Ferrety Sousa

Personal information
- Full name: Panzani Ferrety Sousa
- Date of birth: 25 December 1990 (age 34)
- Place of birth: Kinshasa, Zaire
- Height: 5 ft 7 in (1.70 m)
- Position(s): Midfielder, Fullback

Team information
- Current team: Forward Madison
- Number: 25

Senior career*
- Years: Team / Apps / (Gls)
- 2008–2010: FCM Aubervilliers
- 2011–2012: Carolina RailHawks U-23
- 2013–2015: Atlanta Silverbacks / 12 / (0)
- 2016: Wilmington Hammerheads / 12 / (0)
- 2017–2018: Atlanta Silverbacks
- 2019: Las Vegas Lights / 14 / (1)
- 2020–2021: Union Omaha / 40 / (2)
- 2022–2023: Sacramento Republic / 26 / (0)
- 2024–: Forward Madison FC / 46 / (1)

= Ferrety Sousa =

Congolese footballer

Panzani Ferrety Sousa (born 25 December 1990) is a Congolese professional footballer who plays as a midfielder and defender for Forward Madison FC in USL League One.

== Career ==
Born in the Democratic Republic of the Congo, Sousa grew up in Aubervilliers, France and moved to Raleigh, North Carolina at ten years old.

Sousa began his career with French side FCM Aubervilliers, with whom he played for two seasons.

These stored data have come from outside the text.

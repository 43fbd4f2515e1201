//! Agent configuration and credential resolution.
//!
//! Model names use the `provider:model` form (e.g. `anthropic:claude-sonnet-4-20250514`).
//! API keys resolve in order: explicit override, provider environment
//! variable, then the OS keyring entry for the provider.

use std::collections::HashMap;
use std::str::FromStr;
use std::time::Duration;

use crate::error::{Result, SaberError};

/// Default model when none is configured.
pub const DEFAULT_MODEL: &str = "anthropic:claude-sonnet-4-20250514";

/// Default schema cache lifetime in seconds.
pub const DEFAULT_CACHE_TTL_SECS: u64 = 900;

/// Keyring service name for stored provider credentials.
const KEYRING_SERVICE: &str = "sqlsaber";

/// Supported LLM providers.
#[derive(Debug, Clone, Copy, PartialEq, Eq, Hash)]
pub enum ModelProvider {
    Anthropic,
    OpenAi,
    Google,
    Groq,
}

impl ModelProvider {
    /// Returns the provider as a string.
    pub fn as_str(&self) -> &'static str {
        match self {
            Self::Anthropic => "anthropic",
            Self::OpenAi => "openai",
            Self::Google => "google",
            Self::Groq => "groq",
        }
    }

    /// Environment variable consulted for this provider's API key.
    pub fn env_var(&self) -> &'static str {
        match self {
            Self::Anthropic => "ANTHROPIC_API_KEY",
            Self::OpenAi => "OPENAI_API_KEY",
            Self::Google => "GOOGLE_API_KEY",
            Self::Groq => "GROQ_API_KEY",
        }
    }
}

impl FromStr for ModelProvider {
    type Err = SaberError;

    fn from_str(s: &str) -> Result<Self> {
        match s.to_lowercase().as_str() {
            "anthropic" => Ok(Self::Anthropic),
            "openai" => Ok(Self::OpenAi),
            "google" => Ok(Self::Google),
            "groq" => Ok(Self::Groq),
            other => Err(SaberError::configuration(format!(
                "Unknown LLM provider: {other}"
            ))),
        }
    }
}

impl std::fmt::Display for ModelProvider {
    fn fmt(&self, f: &mut std::fmt::Formatter<'_>) -> std::fmt::Result {
        write!(f, "{}", self.as_str())
    }
}

/// A parsed `provider:model` specification.
#[derive(Debug, Clone, PartialEq, Eq)]
pub struct ModelSpec {
    pub provider: ModelProvider,
    /// Model identifier without the provider prefix.
    pub model: String,
}

impl ModelSpec {
    /// Parses a `provider:model` string. A bare model name defaults to Anthropic.
    pub fn parse(name: &str) -> Result<Self> {
        let trimmed = name.trim();
        if trimmed.is_empty() {
            return Err(SaberError::configuration("Model name cannot be empty"));
        }

        match trimmed.split_once(':') {
            Some((provider, model)) => {
                let model = model.trim();
                if model.is_empty() {
                    return Err(SaberError::configuration(format!(
                        "Model name missing after provider in '{trimmed}'"
                    )));
                }
                Ok(Self {
                    provider: provider.parse()?,
                    model: model.to_string(),
                })
            }
            None => Ok(Self {
                provider: ModelProvider::Anthropic,
                model: trimmed.to_string(),
            }),
        }
    }

    /// Returns the full `provider:model` form.
    pub fn full_name(&self) -> String {
        format!("{}:{}", self.provider, self.model)
    }

    /// Whether the model belongs to the GPT family (drives prompt selection).
    pub fn is_gpt_family(&self) -> bool {
        self.model.to_lowercase().contains("gpt")
    }
}

/// Extended-reasoning effort levels.
#[derive(Debug, Clone, Copy, PartialEq, Eq, Default)]
pub enum ThinkingLevel {
    Minimal,
    Low,
    #[default]
    Medium,
    High,
    Maximum,
}

impl ThinkingLevel {
    /// Anthropic budget-token mapping for this level.
    pub fn budget_tokens(&self) -> u32 {
        match self {
            Self::Minimal => 1024,
            Self::Low => 2048,
            Self::Medium => 4096,
            Self::High => 16384,
            Self::Maximum => 32768,
        }
    }
}

impl FromStr for ThinkingLevel {
    type Err = SaberError;

    fn from_str(s: &str) -> Result<Self> {
        match s.to_lowercase().as_str() {
            "minimal" => Ok(Self::Minimal),
            "low" => Ok(Self::Low),
            "medium" => Ok(Self::Medium),
            "high" => Ok(Self::High),
            "maximum" => Ok(Self::Maximum),
            other => Err(SaberError::configuration(format!(
                "Unknown thinking level: {other}"
            ))),
        }
    }
}

/// Model and credential override for a single tool.
#[derive(Debug, Clone, Default, PartialEq, Eq)]
pub struct ModelOverride {
    pub model_name: Option<String>,
    pub api_key: Option<String>,
}

impl ModelOverride {
    /// Normalizes blank strings to `None` and rejects a key without a model.
    pub fn normalized(self) -> Result<Option<Self>> {
        let model_name = normalize_optional_text(self.model_name);
        let api_key = normalize_optional_text(self.api_key);

        if api_key.is_some() && model_name.is_none() {
            return Err(SaberError::configuration(
                "api_key override requires model_name so provider can be determined.",
            ));
        }

        if model_name.is_none() && api_key.is_none() {
            return Ok(None);
        }

        Ok(Some(Self {
            model_name,
            api_key,
        }))
    }
}

fn normalize_optional_text(value: Option<String>) -> Option<String> {
    value.and_then(|v| {
        let trimmed = v.trim();
        if trimmed.is_empty() {
            None
        } else {
            Some(trimmed.to_string())
        }
    })
}

/// Normalizes a tool-override map, dropping empty overrides and rejecting
/// blank tool names.
pub fn normalize_tool_overrides(
    overrides: HashMap<String, ModelOverride>,
) -> Result<HashMap<String, ModelOverride>> {
    let mut normalized = HashMap::new();
    for (name, value) in overrides {
        let name = name.trim().to_string();
        if name.is_empty() {
            return Err(SaberError::configuration(
                "Tool override key cannot be empty.",
            ));
        }
        if let Some(value) = value.normalized()? {
            normalized.insert(name, value);
        }
    }
    Ok(normalized)
}

/// A resolved model plus the credential to call it with.
#[derive(Debug, Clone)]
pub struct ResolvedModel {
    pub spec: ModelSpec,
    pub api_key: String,
}

/// Configuration options for an agent.
///
/// All fields are optional; `AgentConfig::default()` uses the default
/// Anthropic model with credentials from the environment or keyring.
#[derive(Debug, Clone, Default)]
pub struct AgentConfig {
    /// `provider:model` override.
    pub model_name: Option<String>,
    /// Explicit API key; requires `model_name`.
    pub api_key: Option<String>,
    /// Memory override. `Some("")` disables memory injection entirely.
    pub memory: Option<String>,
    /// Replaces the built-in base system prompt. Whitespace-only is ignored.
    pub system_prompt: Option<String>,
    /// Enables extended reasoning.
    pub thinking_enabled: bool,
    /// Extended-reasoning level; setting it implies `thinking_enabled`.
    pub thinking_level: Option<ThinkingLevel>,
    /// Per-tool model/credential overrides (notably for `viz`).
    pub tool_overrides: HashMap<String, ModelOverride>,
    /// Permits non-SELECT statements in `execute_sql`. Still rolled back.
    pub allow_dangerous: bool,
    /// Schema cache lifetime in seconds.
    pub cache_ttl: Option<u64>,
}

impl AgentConfig {
    pub fn new() -> Self {
        Self::default()
    }

    pub fn with_model(mut self, model_name: impl Into<String>) -> Self {
        self.model_name = Some(model_name.into());
        self
    }

    pub fn with_api_key(mut self, api_key: impl Into<String>) -> Self {
        self.api_key = Some(api_key.into());
        self
    }

    pub fn with_memory(mut self, memory: impl Into<String>) -> Self {
        self.memory = Some(memory.into());
        self
    }

    pub fn with_system_prompt(mut self, prompt: impl Into<String>) -> Self {
        self.system_prompt = Some(prompt.into());
        self
    }

    pub fn with_thinking_level(mut self, level: ThinkingLevel) -> Self {
        self.thinking_level = Some(level);
        self.thinking_enabled = true;
        self
    }

    pub fn with_tool_override(mut self, tool: impl Into<String>, value: ModelOverride) -> Self {
        self.tool_overrides.insert(tool.into(), value);
        self
    }

    pub fn with_allow_dangerous(mut self, allow: bool) -> Self {
        self.allow_dangerous = allow;
        self
    }

    pub fn with_cache_ttl(mut self, secs: u64) -> Self {
        self.cache_ttl = Some(secs);
        self
    }

    /// Effective thinking state: a level implies enabled.
    pub fn thinking(&self) -> Option<ThinkingLevel> {
        if self.thinking_enabled || self.thinking_level.is_some() {
            Some(self.thinking_level.unwrap_or_default())
        } else {
            None
        }
    }

    /// Schema cache TTL as a duration.
    pub fn cache_ttl(&self) -> Duration {
        Duration::from_secs(self.cache_ttl.unwrap_or(DEFAULT_CACHE_TTL_SECS))
    }

    /// Validates the configuration and resolves the main model + credential.
    ///
    /// Fatal at construction time: unknown models, an API key without a model
    /// name, invalid tool overrides, or an unresolvable credential.
    pub fn resolve(&self) -> Result<ResolvedModel> {
        if self.api_key.is_some() && self.model_name.is_none() {
            return Err(SaberError::configuration(
                "api_key requires model_name so provider can be determined.",
            ));
        }

        // Surface override mistakes now rather than on first viz call.
        normalize_tool_overrides(self.tool_overrides.clone())?;

        let spec = ModelSpec::parse(self.model_name.as_deref().unwrap_or(DEFAULT_MODEL))?;
        let api_key = resolve_api_key(spec.provider, self.api_key.as_deref())?;

        Ok(ResolvedModel { spec, api_key })
    }

    /// Resolves the model + credential for a tool, honoring `tool_overrides`.
    pub fn resolve_for_tool(&self, tool_name: &str) -> Result<ResolvedModel> {
        match self
            .tool_overrides
            .get(tool_name)
            .cloned()
            .map(ModelOverride::normalized)
            .transpose()?
            .flatten()
        {
            Some(ModelOverride {
                model_name: Some(name),
                api_key,
            }) => {
                let spec = ModelSpec::parse(&name)?;
                let api_key = resolve_api_key(spec.provider, api_key.as_deref())?;
                Ok(ResolvedModel { spec, api_key })
            }
            // A normalized override always names a model; anything else
            // falls back to the main configuration.
            _ => self.resolve(),
        }
    }
}

/// Resolves an API key for a provider: explicit value, environment variable,
/// then the OS keyring entry.
pub fn resolve_api_key(provider: ModelProvider, explicit: Option<&str>) -> Result<String> {
    if let Some(key) = explicit {
        let key = key.trim();
        if !key.is_empty() {
            return Ok(key.to_string());
        }
    }

    if let Ok(key) = std::env::var(provider.env_var()) {
        let key = key.trim().to_string();
        if !key.is_empty() {
            return Ok(key);
        }
    }

    if let Ok(entry) = keyring::Entry::new(KEYRING_SERVICE, provider.as_str()) {
        if let Ok(key) = entry.get_password() {
            if !key.trim().is_empty() {
                return Ok(key);
            }
        }
    }

    Err(SaberError::configuration(format!(
        "No API key configured for {provider}. Set {} or store a credential.",
        provider.env_var()
    )))
}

He then moved back to North Carolina, joining the Carolina RailHawks U-23's and helping lead the team to a USASA national championship in 2011.

Sousa signed a contract with the Atlanta Silverbacks in 2013, but didn't make his debut for the club until 3 May 2014, against Ottawa Fury FC at Atlanta Silverbacks Park. Sousa was subbed in at the 83rd minute and was cautioned with a yellow card six minutes later.

On 25 January 2022, Sousa signed with the USL Championship's Sacramento Republic. He left Sacramento following their 2023 season.

On 26 January 2024, Forward Madison FC announced that it had signed Sousa for the 2024 season.